Statistics
for Computer Science
doc. PaedDr RNDr. Stanislav Katina, PhD.
Institute of Mathematics and Statistics, Masaryk University
Honorary Research Fellow, The University of Glasgow
Lecture 02
Data and Variables, Introduction to Sampling
StKa, Oct 11 2015
Data and variables
Forming knowledge from data is central to statistical analysis.
Data are information obtained by measuring ‘things’ at different times or locations
across a study region.
Each measurement is called an observation, because it is a record of what has
been observed where and when the measurement was made.
That ‘thing’ – the focus of the study – will be a social, scientiﬁc or environmental
feature, or process, that we want to learn more about.
EXAMPLE:
• geographical – elevation, surface temperature, ozone levels, soil quality,
unemployment, noise, trafﬁc congestion, access to shops and amenities, voting
behaviour, water salinity, slope stability, vegetation cover, life expectancy,
environmental quality, quality of life, happiness, crime rates, etc.

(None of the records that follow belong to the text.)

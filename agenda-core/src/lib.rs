//! Core types for agenda.
//!
//! This crate provides the pieces shared by the HTTP server and the calendar providers:
//! - `Event` and `NewEvent`, the only entity and its unvalidated create input
//! - `EventStore`, the append-only event set with optional JSON persistence
//! - `ics`, which renders the event set as an iCalendar feed
//! - `Publisher`, the seam external calendar providers plug into

pub mod error;
pub mod event;
pub mod ics;
pub mod publish;
pub mod store;

pub use error::{AgendaError, AgendaResult};
pub use event::{Event, NewEvent};
pub use publish::Publisher;
pub use store::EventStore;
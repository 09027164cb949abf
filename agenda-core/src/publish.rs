//! The seam between the local store and external calendar providers.

use async_trait::async_trait;

use crate::error::AgendaResult;
use crate::event::Event;

/// A one-way sync target for newly created events.
///
/// Implementations should fail with `AgendaError::Auth` when they cannot
/// authenticate and `AgendaError::Publish` when the provider rejects the event.
#[async_trait]
pub trait Publisher: Send + Sync {
    /// Short provider name used in logs (e.g. "google")
    fn name(&self) -> &str;

    /// Push the event to the provider, returning a link to the remote copy.
    async fn publish(&self, event: &Event) -> AgendaResult<String>;
}
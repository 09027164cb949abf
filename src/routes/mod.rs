pub mod events;
pub mod feed;
pub mod pages;

use agenda_core::AgendaError;
use axum::{
    Json, Router,
    http::StatusCode,
    response::{IntoResponse, Response},
};
use serde::Serialize;
use tracing::error;

use crate::state::AppState;

pub fn router() -> Router<AppState> {
    Router::new()
        .merge(events::router())
        .merge(feed::router())
        .merge(pages::router())
        .fallback(not_found)
}

/// Standard API error response
#[derive(Serialize)]
pub struct ErrorResponse {
    pub error: String,
}

/// Maps agenda errors to HTTP responses with an `{"error": ...}` body
#[derive(Debug)]
pub struct AppError(AgendaError);

impl AppError {
    pub fn status(&self) -> StatusCode {
        match self.0 {
            AgendaError::Validation(_) => StatusCode::BAD_REQUEST,
            AgendaError::NotFound(_) => StatusCode::NOT_FOUND,
            _ => StatusCode::INTERNAL_SERVER_ERROR,
        }
    }
}

impl IntoResponse for AppError {
    fn into_response(self) -> Response {
        let status = self.status();
        if status.is_server_error() {
            error!(error = %self.0, "Request failed");
        }

        let body = Json(ErrorResponse {
            error: self.0.to_string(),
        });
        (status, body).into_response()
    }
}

impl<E> From<E> for AppError
where
    E: Into<AgendaError>,
{
    fn from(err: E) -> Self {
        Self(err.into())
    }
}

async fn not_found() -> AppError {
    AgendaError::NotFound("niet gevonden".into()).into()
}
use std::path::PathBuf;
use std::sync::Arc;
use std::time::Duration;

use agenda_core::{EventStore, Publisher};
use agenda_provider_google::GoogleConnector;
use agenda_server::settings::{DEFAULT_CONFIG_FILE, Overrides, Settings};
use agenda_server::state::AppState;
use agenda_server::{app, singleton};
use anyhow::{Context, Result};
use clap::Parser;
use tracing::{info, warn};
use tracing_subscriber::{layer::SubscriberExt, util::SubscriberInitExt};

const DEFAULT_LOG_FILTER: &str =
    "agenda_server=info,agenda_core=info,agenda_provider_google=info,tower_http=info";

#[derive(Parser)]
#[command(name = "agenda-server")]
#[command(about = "Calendar-event API with an iCalendar feed and optional Google Calendar sync")]
struct Args {
    /// Settings file (TOML); missing is fine
    #[arg(short, long, default_value = DEFAULT_CONFIG_FILE)]
    config: PathBuf,

    /// Address to listen on
    #[arg(long)]
    bind: Option<String>,

    /// Port to listen on
    #[arg(short, long)]
    port: Option<u16>,

    /// JSON file the events are stored in
    #[arg(long, conflicts_with = "in_memory")]
    data_file: Option<PathBuf>,

    /// Keep events in memory only
    #[arg(long)]
    in_memory: bool,
}

#[tokio::main]
async fn main() -> Result<()> {
    tracing_subscriber::registry()
        .with(
            tracing_subscriber::EnvFilter::try_from_default_env()
                .unwrap_or_else(|_| DEFAULT_LOG_FILTER.into()),
        )
        .with(tracing_subscriber::fmt::layer())
        .init();

    let args = Args::parse();
    let overrides = Overrides {
        bind: args.bind,
        port: args.port,
        data_file: args.data_file,
        in_memory: args.in_memory,
    };

    let settings = Settings::load(&args.config, &overrides)
        .with_context(|| format!("Failed to load settings from {}", args.config.display()))?;

    // Only one process may write the data file
    let (_lock, store) = match &settings.data_file {
        Some(path) => {
            let lock = singleton::acquire_lock(path)?;
            let store = EventStore::open(path)
                .with_context(|| format!("Failed to load events from {}", path.display()))?;
            (Some(lock), store)
        }
        None => {
            warn!("No data file configured, events will be lost on restart");
            (None, EventStore::in_memory())
        }
    };

    let publisher: Option<Arc<dyn Publisher>> = if settings.google.is_configured() {
        info!(calendar = %settings.google.calendar_id, "Google Calendar sync enabled");
        let connector = GoogleConnector::new(
            settings.google.clone(),
            Duration::from_secs(settings.http_timeout_secs),
        )?;
        Some(Arc::new(connector))
    } else {
        info!("Google Calendar sync disabled");
        None
    };

    let state = AppState::new(store, publisher, settings.openapi_file.clone());

    let address = settings.address();
    let listener = tokio::net::TcpListener::bind(&address)
        .await
        .with_context(|| format!("Failed to bind {}", address))?;
    info!("agenda-server listening on http://{}", listener.local_addr()?);

    axum::serve(listener, app(state))
        .with_graceful_shutdown(shutdown_signal())
        .await?;

    info!("agenda-server stopped");
    Ok(())
}

async fn shutdown_signal() {
    if let Err(e) = tokio::signal::ctrl_c().await {
        warn!("Failed to listen for shutdown signal: {}", e);
    }
}
//! HTTP surface of agenda: create and list events, serve the iCalendar feed.

pub mod routes;
pub mod settings;
pub mod singleton;
pub mod state;

use axum::Router;
use tower_http::cors::{Any, CorsLayer};
use tower_http::trace::TraceLayer;

use crate::state::AppState;

/// Build the application router with CORS and request tracing
pub fn app(state: AppState) -> Router {
    let cors = CorsLayer::new()
        .allow_origin(Any)
        .allow_methods(Any)
        .allow_headers(Any);

    routes::router()
        .with_state(state)
        .layer(cors)
        .layer(TraceLayer::new_for_http())
}
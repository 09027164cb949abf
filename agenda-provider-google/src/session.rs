//! Exchanges the stored refresh token for a short-lived access token.
//!
//! There is no caching: every publish performs a fresh exchange.

use agenda_core::{AgendaError, AgendaResult};
use serde::Deserialize;
use tracing::{debug, warn};

use crate::config::GoogleConfig;

#[derive(Deserialize)]
struct TokenResponse {
    access_token: String,
}

fn required<'a>(value: &'a Option<String>, name: &str) -> AgendaResult<&'a str> {
    value
        .as_deref()
        .filter(|v| !v.is_empty())
        .ok_or_else(|| AgendaError::Auth(format!("{name} is not configured")))
}

pub async fn obtain_access_token(
    http: &reqwest::Client,
    config: &GoogleConfig,
) -> AgendaResult<String> {
    let client_id = required(&config.client_id, "GOOGLE_CLIENT_ID")?;
    let client_secret = required(&config.client_secret, "GOOGLE_CLIENT_SECRET")?;
    let refresh_token = required(&config.refresh_token, "GOOGLE_REFRESH_TOKEN")?;

    debug!(token_url = %config.token_url, "Exchanging refresh token");

    let response = http
        .post(&config.token_url)
        .form(&[
            ("client_id", client_id),
            ("client_secret", client_secret),
            ("refresh_token", refresh_token),
            ("grant_type", "refresh_token"),
        ])
        .send()
        .await
        .map_err(|e| AgendaError::Auth(format!("Token request failed: {e}")))?;

    let status = response.status();
    if !status.is_success() {
        let error_text = response.text().await.unwrap_or_default();
        warn!(%status, "Google token endpoint rejected refresh token");
        return Err(AgendaError::Auth(format!("{status} - {error_text}")));
    }

    let token: TokenResponse = response
        .json()
        .await
        .map_err(|e| AgendaError::Auth(format!("Failed to parse token response: {e}")))?;

    Ok(token.access_token)
}
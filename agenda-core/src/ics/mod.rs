mod generate;

pub use generate::{CONTENT_TYPE, compact_timestamp, render, render_now};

• medical, biological – laboratory variables, immunological variables,
anthropological measurements (length, angles, width, height, circumference,
volume, etc.)
• economical – GDP, exchange rates, ...
StKa, Oct 11 2015
Data and variables
A single observation cannot measure change or variation, and there
is the risk of the measurement being wrong.
Therefore a series of observations is made by recording
measurements for different times or places within the study region.
The set of measurements is known as a variable. It is called a variable
for good reason. Looking at the observations will reveal variations
(variability) in the measurements – they are not all the same.
There are two reasons for the variations (variability).
1. Because what is measured is not stationary – it has different
characteristics at different times and places.
EXAMPLE: unemployment is greater in some places and in some
years more than others; the same is true of air pollution.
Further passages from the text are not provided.